- _Collected data entries_
-*-
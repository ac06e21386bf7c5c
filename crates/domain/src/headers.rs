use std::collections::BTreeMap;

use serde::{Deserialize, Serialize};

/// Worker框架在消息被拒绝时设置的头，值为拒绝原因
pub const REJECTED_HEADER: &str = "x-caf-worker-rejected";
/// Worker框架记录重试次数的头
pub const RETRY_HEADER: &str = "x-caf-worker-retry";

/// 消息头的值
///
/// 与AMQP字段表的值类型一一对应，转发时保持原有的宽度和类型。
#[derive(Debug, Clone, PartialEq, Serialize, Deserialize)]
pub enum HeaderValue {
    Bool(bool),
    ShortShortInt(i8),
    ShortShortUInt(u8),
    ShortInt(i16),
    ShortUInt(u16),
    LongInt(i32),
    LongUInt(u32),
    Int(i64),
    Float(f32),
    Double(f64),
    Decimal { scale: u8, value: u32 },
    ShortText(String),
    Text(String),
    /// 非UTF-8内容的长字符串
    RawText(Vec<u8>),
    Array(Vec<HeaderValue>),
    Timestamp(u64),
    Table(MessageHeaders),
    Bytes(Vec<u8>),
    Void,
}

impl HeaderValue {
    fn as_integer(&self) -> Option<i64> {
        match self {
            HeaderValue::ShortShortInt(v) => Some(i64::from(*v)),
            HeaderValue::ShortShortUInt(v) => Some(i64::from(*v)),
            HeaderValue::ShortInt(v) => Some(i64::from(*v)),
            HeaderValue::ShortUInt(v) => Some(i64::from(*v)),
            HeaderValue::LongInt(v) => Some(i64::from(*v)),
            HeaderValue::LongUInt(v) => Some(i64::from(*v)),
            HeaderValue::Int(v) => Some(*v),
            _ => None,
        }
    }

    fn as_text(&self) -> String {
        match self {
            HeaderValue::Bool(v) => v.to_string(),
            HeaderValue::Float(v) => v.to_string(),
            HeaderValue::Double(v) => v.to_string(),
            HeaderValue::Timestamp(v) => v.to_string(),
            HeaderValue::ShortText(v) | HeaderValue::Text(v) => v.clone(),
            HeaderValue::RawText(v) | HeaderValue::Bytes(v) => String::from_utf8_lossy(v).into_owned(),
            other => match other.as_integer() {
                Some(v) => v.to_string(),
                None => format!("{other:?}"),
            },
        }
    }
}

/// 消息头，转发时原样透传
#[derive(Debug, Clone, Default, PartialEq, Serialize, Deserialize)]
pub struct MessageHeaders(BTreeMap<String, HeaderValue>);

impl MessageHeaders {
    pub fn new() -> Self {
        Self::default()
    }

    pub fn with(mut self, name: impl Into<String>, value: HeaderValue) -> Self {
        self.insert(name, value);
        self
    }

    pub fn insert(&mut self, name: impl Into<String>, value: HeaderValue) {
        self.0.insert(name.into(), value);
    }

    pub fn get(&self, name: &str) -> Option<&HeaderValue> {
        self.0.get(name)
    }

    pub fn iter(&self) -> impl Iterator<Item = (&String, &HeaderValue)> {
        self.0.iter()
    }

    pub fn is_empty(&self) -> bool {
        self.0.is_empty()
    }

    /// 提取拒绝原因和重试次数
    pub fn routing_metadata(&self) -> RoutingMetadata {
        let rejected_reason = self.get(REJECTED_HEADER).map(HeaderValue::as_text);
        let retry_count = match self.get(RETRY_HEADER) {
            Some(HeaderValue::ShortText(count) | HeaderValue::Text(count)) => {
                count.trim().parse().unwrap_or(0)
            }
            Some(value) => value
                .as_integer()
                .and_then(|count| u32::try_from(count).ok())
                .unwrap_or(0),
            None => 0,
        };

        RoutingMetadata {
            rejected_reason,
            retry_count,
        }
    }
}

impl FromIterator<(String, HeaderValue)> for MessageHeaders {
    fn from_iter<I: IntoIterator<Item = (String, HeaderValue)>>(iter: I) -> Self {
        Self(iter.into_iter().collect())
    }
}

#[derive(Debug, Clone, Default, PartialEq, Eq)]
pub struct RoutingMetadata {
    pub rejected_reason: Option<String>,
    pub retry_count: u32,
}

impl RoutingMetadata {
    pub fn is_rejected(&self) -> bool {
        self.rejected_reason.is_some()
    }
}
-*-
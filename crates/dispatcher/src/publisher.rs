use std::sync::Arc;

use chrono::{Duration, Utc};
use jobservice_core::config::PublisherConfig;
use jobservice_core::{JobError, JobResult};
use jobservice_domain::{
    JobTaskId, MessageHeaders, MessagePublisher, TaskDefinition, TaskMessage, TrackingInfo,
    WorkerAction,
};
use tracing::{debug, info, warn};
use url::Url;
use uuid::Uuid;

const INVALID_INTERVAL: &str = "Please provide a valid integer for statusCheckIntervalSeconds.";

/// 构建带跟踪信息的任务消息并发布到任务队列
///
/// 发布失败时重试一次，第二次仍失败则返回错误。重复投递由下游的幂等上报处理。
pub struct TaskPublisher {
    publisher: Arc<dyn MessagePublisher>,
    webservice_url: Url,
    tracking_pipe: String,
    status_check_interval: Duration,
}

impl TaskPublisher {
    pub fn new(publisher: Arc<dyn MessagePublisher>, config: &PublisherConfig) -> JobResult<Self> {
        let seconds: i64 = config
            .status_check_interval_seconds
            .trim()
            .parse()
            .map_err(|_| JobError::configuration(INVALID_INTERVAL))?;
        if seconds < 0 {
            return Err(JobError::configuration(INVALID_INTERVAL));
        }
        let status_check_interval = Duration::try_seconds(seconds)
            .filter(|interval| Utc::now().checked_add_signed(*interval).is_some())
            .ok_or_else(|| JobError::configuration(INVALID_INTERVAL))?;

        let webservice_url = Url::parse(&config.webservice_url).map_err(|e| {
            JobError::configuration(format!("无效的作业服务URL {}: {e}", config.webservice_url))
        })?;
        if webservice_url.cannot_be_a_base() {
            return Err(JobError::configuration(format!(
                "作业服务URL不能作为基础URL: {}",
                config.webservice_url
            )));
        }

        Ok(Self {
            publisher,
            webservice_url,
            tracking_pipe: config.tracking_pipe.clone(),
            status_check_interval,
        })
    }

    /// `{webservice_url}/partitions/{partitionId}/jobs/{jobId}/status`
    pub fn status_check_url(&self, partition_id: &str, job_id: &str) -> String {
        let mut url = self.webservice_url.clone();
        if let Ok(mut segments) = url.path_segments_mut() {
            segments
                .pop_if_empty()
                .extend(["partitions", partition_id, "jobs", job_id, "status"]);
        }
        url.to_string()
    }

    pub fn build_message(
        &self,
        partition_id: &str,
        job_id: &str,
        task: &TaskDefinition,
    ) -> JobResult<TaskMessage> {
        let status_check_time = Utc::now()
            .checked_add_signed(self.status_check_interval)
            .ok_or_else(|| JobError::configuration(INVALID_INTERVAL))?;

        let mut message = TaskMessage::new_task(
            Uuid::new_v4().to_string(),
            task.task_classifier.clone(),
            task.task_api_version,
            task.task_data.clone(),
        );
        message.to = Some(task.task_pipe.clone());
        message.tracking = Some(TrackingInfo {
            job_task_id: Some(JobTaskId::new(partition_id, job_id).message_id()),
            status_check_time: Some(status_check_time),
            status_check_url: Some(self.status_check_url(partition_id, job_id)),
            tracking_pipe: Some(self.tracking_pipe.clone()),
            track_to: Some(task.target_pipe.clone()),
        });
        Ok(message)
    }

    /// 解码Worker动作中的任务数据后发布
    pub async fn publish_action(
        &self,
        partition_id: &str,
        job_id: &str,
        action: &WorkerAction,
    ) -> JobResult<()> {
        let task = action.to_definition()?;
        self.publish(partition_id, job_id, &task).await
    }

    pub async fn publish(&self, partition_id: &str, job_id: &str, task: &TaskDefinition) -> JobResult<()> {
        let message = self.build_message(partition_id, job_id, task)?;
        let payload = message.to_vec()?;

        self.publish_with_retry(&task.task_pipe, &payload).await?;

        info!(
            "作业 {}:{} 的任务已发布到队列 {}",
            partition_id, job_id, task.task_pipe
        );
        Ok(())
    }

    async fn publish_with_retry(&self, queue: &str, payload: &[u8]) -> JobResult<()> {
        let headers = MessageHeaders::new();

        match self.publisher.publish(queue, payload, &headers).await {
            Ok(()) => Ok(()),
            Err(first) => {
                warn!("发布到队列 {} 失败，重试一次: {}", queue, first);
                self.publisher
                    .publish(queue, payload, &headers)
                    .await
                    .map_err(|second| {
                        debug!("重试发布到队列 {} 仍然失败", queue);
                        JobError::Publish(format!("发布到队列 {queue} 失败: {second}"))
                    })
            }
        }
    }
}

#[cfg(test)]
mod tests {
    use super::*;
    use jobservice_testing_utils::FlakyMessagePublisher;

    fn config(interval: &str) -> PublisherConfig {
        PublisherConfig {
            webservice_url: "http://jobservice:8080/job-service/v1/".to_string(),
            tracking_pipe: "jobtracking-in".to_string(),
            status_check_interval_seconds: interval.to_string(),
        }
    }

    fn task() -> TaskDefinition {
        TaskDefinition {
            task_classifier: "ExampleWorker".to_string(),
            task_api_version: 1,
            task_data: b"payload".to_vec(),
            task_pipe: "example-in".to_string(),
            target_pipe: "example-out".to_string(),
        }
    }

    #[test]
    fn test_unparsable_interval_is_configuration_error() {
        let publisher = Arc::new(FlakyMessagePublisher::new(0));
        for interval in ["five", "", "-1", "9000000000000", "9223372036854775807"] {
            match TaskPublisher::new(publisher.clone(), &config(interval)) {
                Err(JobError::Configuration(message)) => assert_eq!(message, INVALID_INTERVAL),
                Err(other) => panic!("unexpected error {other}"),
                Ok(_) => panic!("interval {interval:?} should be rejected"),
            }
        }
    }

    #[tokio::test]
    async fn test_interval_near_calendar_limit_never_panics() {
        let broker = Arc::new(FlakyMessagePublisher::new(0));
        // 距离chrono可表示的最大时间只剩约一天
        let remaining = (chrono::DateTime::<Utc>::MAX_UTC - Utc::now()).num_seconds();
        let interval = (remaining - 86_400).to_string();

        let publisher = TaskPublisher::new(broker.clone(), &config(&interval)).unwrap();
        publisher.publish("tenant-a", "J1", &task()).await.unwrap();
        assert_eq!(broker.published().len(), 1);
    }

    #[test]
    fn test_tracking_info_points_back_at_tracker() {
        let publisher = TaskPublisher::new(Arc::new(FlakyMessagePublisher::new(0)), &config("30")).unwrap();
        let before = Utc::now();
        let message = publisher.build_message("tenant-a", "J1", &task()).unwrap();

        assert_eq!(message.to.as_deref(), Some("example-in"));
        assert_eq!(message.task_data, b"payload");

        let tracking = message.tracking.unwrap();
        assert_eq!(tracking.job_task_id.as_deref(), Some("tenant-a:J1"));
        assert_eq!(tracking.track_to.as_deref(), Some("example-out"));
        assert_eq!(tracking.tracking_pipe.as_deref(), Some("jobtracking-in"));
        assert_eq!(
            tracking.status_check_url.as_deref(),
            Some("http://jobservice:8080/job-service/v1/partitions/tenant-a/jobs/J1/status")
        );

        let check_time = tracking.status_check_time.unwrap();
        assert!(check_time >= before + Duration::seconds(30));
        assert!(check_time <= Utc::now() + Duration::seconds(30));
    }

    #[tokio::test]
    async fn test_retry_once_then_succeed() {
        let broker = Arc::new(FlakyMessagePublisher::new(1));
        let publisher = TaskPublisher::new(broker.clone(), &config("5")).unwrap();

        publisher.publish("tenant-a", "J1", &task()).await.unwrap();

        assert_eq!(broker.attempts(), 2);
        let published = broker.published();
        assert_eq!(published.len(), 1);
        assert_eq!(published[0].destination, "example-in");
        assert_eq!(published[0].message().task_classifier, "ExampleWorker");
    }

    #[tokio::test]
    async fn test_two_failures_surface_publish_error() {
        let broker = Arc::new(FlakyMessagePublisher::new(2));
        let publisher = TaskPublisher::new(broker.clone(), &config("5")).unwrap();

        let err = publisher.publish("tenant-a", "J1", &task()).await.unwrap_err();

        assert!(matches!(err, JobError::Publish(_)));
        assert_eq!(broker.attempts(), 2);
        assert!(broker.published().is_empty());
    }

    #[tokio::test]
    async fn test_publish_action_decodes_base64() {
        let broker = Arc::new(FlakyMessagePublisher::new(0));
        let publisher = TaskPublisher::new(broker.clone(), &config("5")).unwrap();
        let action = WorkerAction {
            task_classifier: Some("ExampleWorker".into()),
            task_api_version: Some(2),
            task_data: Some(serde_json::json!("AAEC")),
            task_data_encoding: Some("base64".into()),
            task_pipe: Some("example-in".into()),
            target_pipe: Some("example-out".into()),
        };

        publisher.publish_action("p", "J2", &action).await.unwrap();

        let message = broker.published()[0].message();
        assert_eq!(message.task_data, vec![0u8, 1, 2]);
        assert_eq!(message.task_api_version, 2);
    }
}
-*-
Each line of the data that has the string "Serialize" counts once; give the total and nothing else.

3